- [WORK TASK] Work out how many lines below contain "usize", then write only that number.

- [Saved entries]

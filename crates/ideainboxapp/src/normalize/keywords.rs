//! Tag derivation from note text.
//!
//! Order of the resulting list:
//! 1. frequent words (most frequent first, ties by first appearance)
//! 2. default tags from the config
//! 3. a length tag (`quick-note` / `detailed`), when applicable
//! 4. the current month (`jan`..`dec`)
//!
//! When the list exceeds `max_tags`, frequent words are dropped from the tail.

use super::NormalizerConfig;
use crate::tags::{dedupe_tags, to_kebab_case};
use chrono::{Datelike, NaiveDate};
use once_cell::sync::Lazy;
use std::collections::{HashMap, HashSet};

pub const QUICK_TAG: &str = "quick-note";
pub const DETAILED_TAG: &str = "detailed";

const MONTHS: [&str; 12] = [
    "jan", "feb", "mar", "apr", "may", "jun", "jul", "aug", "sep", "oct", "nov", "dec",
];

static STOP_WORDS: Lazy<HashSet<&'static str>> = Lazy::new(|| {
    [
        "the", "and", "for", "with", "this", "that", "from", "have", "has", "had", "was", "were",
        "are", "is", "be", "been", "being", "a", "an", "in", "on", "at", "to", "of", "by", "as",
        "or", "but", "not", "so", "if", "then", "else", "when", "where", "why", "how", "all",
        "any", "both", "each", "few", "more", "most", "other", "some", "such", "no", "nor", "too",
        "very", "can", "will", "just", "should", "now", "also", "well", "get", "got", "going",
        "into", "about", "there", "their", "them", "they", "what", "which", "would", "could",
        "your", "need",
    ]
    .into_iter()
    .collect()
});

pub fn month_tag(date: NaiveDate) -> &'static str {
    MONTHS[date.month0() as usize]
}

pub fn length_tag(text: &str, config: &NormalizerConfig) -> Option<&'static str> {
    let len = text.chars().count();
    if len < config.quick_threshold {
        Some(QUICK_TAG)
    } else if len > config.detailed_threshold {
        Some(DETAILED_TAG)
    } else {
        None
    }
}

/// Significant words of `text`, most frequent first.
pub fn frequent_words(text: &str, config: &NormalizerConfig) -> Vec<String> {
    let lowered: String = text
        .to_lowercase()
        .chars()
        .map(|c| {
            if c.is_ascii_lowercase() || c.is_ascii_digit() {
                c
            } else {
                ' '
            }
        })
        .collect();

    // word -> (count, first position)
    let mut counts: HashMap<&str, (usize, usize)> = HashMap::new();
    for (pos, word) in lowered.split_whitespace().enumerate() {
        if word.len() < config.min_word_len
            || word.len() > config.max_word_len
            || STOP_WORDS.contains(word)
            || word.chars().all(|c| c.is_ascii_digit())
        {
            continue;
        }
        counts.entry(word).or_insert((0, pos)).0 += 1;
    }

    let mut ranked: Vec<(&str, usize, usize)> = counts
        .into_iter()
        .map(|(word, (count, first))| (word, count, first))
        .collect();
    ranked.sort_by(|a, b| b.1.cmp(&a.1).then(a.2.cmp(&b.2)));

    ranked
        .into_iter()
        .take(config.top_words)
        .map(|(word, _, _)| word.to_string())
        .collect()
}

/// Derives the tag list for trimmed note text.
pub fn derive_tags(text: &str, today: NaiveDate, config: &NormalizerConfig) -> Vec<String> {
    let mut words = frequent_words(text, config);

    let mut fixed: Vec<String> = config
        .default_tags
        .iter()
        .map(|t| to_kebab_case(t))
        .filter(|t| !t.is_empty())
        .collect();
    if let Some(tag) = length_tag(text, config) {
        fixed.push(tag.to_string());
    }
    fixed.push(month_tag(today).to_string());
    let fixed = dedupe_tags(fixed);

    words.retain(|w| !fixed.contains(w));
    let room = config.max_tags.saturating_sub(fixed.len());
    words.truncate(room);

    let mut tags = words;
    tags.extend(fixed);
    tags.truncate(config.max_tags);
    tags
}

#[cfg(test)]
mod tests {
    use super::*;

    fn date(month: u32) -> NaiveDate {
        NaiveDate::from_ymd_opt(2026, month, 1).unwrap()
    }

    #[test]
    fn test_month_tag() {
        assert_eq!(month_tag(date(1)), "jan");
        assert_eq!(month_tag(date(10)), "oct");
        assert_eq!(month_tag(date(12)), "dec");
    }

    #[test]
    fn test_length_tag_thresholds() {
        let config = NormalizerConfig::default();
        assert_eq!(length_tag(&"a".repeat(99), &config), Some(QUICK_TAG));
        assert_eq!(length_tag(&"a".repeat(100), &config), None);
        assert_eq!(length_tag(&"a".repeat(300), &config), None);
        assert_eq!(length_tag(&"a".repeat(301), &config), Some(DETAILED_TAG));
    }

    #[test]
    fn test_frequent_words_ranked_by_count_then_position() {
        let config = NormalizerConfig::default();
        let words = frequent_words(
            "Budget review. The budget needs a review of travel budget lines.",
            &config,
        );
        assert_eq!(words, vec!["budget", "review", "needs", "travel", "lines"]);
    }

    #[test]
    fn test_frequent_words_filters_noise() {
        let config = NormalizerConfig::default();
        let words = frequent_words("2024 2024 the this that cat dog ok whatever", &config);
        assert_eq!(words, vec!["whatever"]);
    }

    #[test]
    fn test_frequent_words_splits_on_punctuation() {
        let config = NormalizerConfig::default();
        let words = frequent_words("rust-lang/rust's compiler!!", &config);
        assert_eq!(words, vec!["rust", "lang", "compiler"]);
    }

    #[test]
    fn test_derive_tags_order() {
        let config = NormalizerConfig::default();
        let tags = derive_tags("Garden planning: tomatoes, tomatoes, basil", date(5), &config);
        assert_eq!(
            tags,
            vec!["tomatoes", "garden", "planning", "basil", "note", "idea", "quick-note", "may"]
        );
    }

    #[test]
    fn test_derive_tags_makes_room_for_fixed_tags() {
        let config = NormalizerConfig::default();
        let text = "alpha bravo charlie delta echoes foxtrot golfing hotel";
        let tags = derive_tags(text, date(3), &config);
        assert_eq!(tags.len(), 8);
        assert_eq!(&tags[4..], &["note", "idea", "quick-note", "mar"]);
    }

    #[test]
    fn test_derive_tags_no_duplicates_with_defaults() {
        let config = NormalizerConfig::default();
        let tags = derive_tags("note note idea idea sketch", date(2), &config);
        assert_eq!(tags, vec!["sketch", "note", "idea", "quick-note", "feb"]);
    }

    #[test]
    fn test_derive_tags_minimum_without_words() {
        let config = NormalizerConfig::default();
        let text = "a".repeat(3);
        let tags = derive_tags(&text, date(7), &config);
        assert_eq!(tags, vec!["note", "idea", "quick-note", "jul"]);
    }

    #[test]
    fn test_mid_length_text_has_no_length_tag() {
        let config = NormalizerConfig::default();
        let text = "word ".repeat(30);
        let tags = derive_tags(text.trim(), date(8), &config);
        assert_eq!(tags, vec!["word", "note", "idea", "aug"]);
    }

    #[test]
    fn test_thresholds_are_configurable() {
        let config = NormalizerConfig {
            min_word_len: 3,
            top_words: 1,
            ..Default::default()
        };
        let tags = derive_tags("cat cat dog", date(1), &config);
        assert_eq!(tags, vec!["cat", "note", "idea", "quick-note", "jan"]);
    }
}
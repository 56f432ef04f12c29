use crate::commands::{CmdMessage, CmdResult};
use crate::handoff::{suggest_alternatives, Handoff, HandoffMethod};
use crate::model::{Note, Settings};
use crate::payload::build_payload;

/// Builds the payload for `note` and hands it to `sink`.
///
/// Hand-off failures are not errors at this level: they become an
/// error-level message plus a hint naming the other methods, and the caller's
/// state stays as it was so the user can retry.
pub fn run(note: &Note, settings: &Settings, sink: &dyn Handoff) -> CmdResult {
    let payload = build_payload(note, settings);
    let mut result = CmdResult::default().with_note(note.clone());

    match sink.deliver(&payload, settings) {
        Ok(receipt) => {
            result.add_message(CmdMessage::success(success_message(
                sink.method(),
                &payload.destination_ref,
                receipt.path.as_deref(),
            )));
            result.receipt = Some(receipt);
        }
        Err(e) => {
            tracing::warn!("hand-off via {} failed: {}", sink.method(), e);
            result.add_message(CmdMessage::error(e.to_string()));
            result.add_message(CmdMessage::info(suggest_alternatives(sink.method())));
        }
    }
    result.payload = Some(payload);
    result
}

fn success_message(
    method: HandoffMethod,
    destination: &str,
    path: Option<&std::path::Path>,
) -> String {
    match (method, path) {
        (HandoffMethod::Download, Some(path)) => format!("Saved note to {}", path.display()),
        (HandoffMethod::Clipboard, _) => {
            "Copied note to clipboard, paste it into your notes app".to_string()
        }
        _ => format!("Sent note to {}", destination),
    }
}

- [OUTPUT BELOW] 3